Stored data entries:
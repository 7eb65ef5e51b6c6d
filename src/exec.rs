//! Command execution capability.
//!
//! All process spawning goes through [`CommandExecutor`], so the search tiers
//! and handlers can be driven by a scripted executor in tests. Executors never
//! fail: non-zero exits, timeouts and spawn errors are all reported through
//! [`CommandOutcome`].

use async_trait::async_trait;
use std::process::Stdio;
use std::time::Duration;
use tokio::process::Command;
use tokio::time::timeout;
use tracing::debug;

/// Why a command could not be started.
#[derive(Debug, Clone, PartialEq, Eq)]
pub enum SpawnFailure {
    /// The program does not exist.
    NotFound,
    /// The program exists but may not be executed.
    PermissionDenied,
    /// Any other I/O error.
    Other(String),
}

/// How a command ended.
#[derive(Debug, Clone, PartialEq, Eq)]
pub enum CommandOutcome {
    /// The process ran to completion. `None` means it was killed by a signal.
    Exited(Option<i32>),
    /// The process did not finish before the timeout and was killed.
    TimedOut,
    /// The process never started.
    SpawnFailed(SpawnFailure),
}

/// Captured result of one command.
#[derive(Debug, Clone, PartialEq, Eq)]
pub struct CommandOutput {
    pub outcome: CommandOutcome,
    pub stdout: String,
    pub stderr: String,
}

impl CommandOutput {
    pub fn exited(code: i32, stdout: impl Into<String>, stderr: impl Into<String>) -> Self {
        Self {
            outcome: CommandOutcome::Exited(Some(code)),
            stdout: stdout.into(),
            stderr: stderr.into(),
        }
    }

    pub fn timed_out() -> Self {
        Self {
            outcome: CommandOutcome::TimedOut,
            stdout: String::new(),
            stderr: String::new(),
        }
    }

    pub fn spawn_failed(failure: SpawnFailure) -> Self {
        Self {
            outcome: CommandOutcome::SpawnFailed(failure),
            stdout: String::new(),
            stderr: String::new(),
        }
    }

    /// Exit code 0.
    pub fn success(&self) -> bool {
        self.outcome == CommandOutcome::Exited(Some(0))
    }

    /// The process ran, whatever its exit code.
    pub fn ran(&self) -> bool {
        matches!(self.outcome, CommandOutcome::Exited(_))
    }

    /// Exit code, if the process exited normally.
    pub fn exit_code(&self) -> Option<i32> {
        match self.outcome {
            CommandOutcome::Exited(code) => code,
            _ => None,
        }
    }
}

/// Runs a system command with a timeout.
#[async_trait]
pub trait CommandExecutor: Send + Sync {
    /// Run `program` with `args`, killing it after `timeout`.
    async fn execute(&self, program: &str, args: &[&str], timeout: Duration) -> CommandOutput;
}

/// [`CommandExecutor`] backed by `tokio::process`.
#[derive(Debug, Clone, Copy, Default)]
pub struct TokioCommandExecutor;

#[async_trait]
impl CommandExecutor for TokioCommandExecutor {
    async fn execute(&self, program: &str, args: &[&str], limit: Duration) -> CommandOutput {
        debug!(program, ?args, "running command");

        let mut command = Command::new(program);
        command
            .args(args)
            .stdin(Stdio::null())
            .stdout(Stdio::piped())
            .stderr(Stdio::piped())
            .kill_on_drop(true);

        let output = match timeout(limit, command.output()).await {
            Ok(Ok(output)) => output,
            Ok(Err(e)) => {
                let failure = match e.kind() {
                    std::io::ErrorKind::NotFound => SpawnFailure::NotFound,
                    std::io::ErrorKind::PermissionDenied => SpawnFailure::PermissionDenied,
                    _ => SpawnFailure::Other(e.to_string()),
                };
                return CommandOutput::spawn_failed(failure);
            }
            Err(_) => {
                debug!(program, ?limit, "command timed out");
                return CommandOutput::timed_out();
            }
        };

        CommandOutput {
            outcome: CommandOutcome::Exited(output.status.code()),
            stdout: String::from_utf8_lossy(&output.stdout).into_owned(),
            stderr: String::from_utf8_lossy(&output.stderr).into_owned(),
        }
    }
}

WHAT THE TASK REQUIRES → Among the lines of the data above, find those with the word "killed" and show them.

SOLUTION TO THIS PROBLEM →
    /// The process ran to completion. `None` means it was killed by a signal.
    /// The process did not finish before the timeout and was killed.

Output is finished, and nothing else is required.